CLEVERCSV-DETECT(1) | Clevercsv Manual | CLEVERCSV-DETECT(1) |
NAME
clevercsv-detect - Detect the dialect of a CSV file
SYNOPSIS
clevercsv detect [-c | --consistency] [-e ENCODING | --encoding=ENCODING] [-n NUM_CHARS | --num-chars=NUM_CHARS] [ -p | --plain | -j | --json ] [--no-skip] [--add-runtime] <path>
DESCRIPTION
Detect the dialect of a CSV file.
OPTIONS
-h, --help
show this help message and exit
-c, --consistency
By default, the dialect of CSV files is detected using
atwo-step process.

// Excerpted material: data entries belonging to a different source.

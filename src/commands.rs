//! `ddeck` subcommands
//!
//! Each command loads the project settings, builds a [`DevicesGetter`] over
//! the Android SDK tools and writes its output to stdout. Diagnostics go to
//! the log file and stderr.

use std::path::{Path, PathBuf};
use std::sync::Arc;

use ddeck_app::{
    connection_changes, init_config_dir, load_settings, watch_devices, DeckEvent, DevicesGetter,
    SdkDeviceSource, Settings, WatchEvent,
};
use ddeck_core::prelude::*;
use ddeck_core::{ConnectionTimes, Device};
use tokio::sync::{mpsc, watch};
use tokio::task::JoinHandle;

use crate::render::{render_change, render_table};

/// Capacity of the watcher's event channel
const WATCH_CHANNEL_CAPACITY: usize = 16;

/// Build a getter over the SDK tools, with the checker from settings
pub fn build_getter(settings: &Settings) -> DevicesGetter<SdkDeviceSource> {
    let source = SdkDeviceSource::detect(&settings.devices);
    if let Some(message) = source.tools().android_unavailable_message() {
        warn!("{}", message);
        eprintln!("⚠️  {}", message);
    }

    let mut getter = DevicesGetter::new(source, Arc::new(ConnectionTimes::default()));
    getter.init_checker(&settings.checker);
    getter
}

/// `ddeck list`: print the reconciled device list once
pub async fn run_list(project_path: &Path, json: bool) -> Result<()> {
    let settings = load_settings(project_path);
    let getter = build_getter(&settings);

    let devices = getter.get().await?;
    info!("Listed {} device(s)", devices.len());

    let views = getter.views(devices);
    if json {
        DeckEvent::devices_updated(views).emit();
    } else {
        print!("{}", render_table(&views));
    }

    Ok(())
}

/// `ddeck watch`: keep the device list up to date until Ctrl+C
///
/// With `json` every change is written as NDJSON events. Otherwise the table
/// is reprinted after each change, preceded by one line per connection change.
pub async fn run_watch(project_path: &Path, json: bool) -> Result<()> {
    let settings = load_settings(project_path);
    let getter = Arc::new(build_getter(&settings));
    let period = settings.devices.poll_interval();

    let (tx, mut rx) = mpsc::channel(WATCH_CHANNEL_CAPACITY);
    let (shutdown_tx, shutdown_rx) = watch::channel(false);
    let task = tokio::spawn(watch_devices(getter.clone(), period, tx, shutdown_rx));

    let ctrl_c = tokio::signal::ctrl_c();
    tokio::pin!(ctrl_c);

    let mut previous: Option<Vec<Device>> = None;
    let mut failure: Option<String> = None;

    loop {
        tokio::select! {
            event = rx.recv() => match event {
                Some(WatchEvent::DevicesUpdated(devices)) => {
                    let changes = previous
                        .as_deref()
                        .map(|previous| connection_changes(previous, &devices))
                        .unwrap_or_default();
                    report_update(&getter, &changes, devices.clone(), json);
                    previous = Some(devices);
                }
                Some(WatchEvent::Failed { message, fatal }) => {
                    if json {
                        DeckEvent::error(message.clone(), fatal).emit();
                    } else {
                        eprintln!("❌ {}", message);
                    }
                    if fatal {
                        failure = Some(message);
                        break;
                    }
                }
                None => {
                    debug!("Watcher channel closed");
                    break;
                }
            },
            _ = &mut ctrl_c => {
                info!("Ctrl+C received, stopping watcher");
                break;
            }
        }
    }

    stop_watcher(rx, shutdown_tx, task).await;

    match failure {
        Some(message) => Err(Error::process(message)),
        None => Ok(()),
    }
}

/// Stop the watcher task and wait for it
///
/// The receiver is dropped first so a watcher blocked on a full channel
/// wakes up instead of waiting for a reader that is gone.
async fn stop_watcher(
    rx: mpsc::Receiver<WatchEvent>,
    shutdown_tx: watch::Sender<bool>,
    task: JoinHandle<()>,
) {
    drop(rx);
    let _ = shutdown_tx.send(true);
    if let Err(e) = task.await {
        warn!("Watcher task ended abnormally: {}", e);
    }
}

fn report_update(
    getter: &DevicesGetter<SdkDeviceSource>,
    changes: &[DeckEvent],
    devices: Vec<Device>,
    json: bool,
) {
    let views = getter.views(devices);
    if json {
        for change in changes {
            change.emit();
        }
        DeckEvent::devices_updated(views).emit();
    } else {
        for line in changes.iter().filter_map(render_change) {
            println!("{}", line);
        }
        println!("{}", render_table(&views));
    }
}

/// `ddeck init`: write the default `.ddeck/config.toml`
pub fn run_init(project_path: &Path) -> Result<PathBuf> {
    let path = init_config_dir(project_path)?;
    println!("Config: {}", path.display());
    Ok(path)
}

First, a strict set of checks is used to see if the file
adheres to a very basic format (for example, when all cells in the file are
integers). If none of these checks succeed, the data consistency measure of
Van den Burg, et al. (2019) is used to detect the dialect. With this option,
you can force the detection to always use the data consistency measure. This
can be useful for testing or research purposes, for instance.
-e, --encoding
The file encoding of the given CSV file is automatically
detected using chardet. While chardet is incredibly accurate, it is not
perfect. In the rare cases that it makes a mistake in detecting the file
encoding, you can override the encoding by providing it through this flag.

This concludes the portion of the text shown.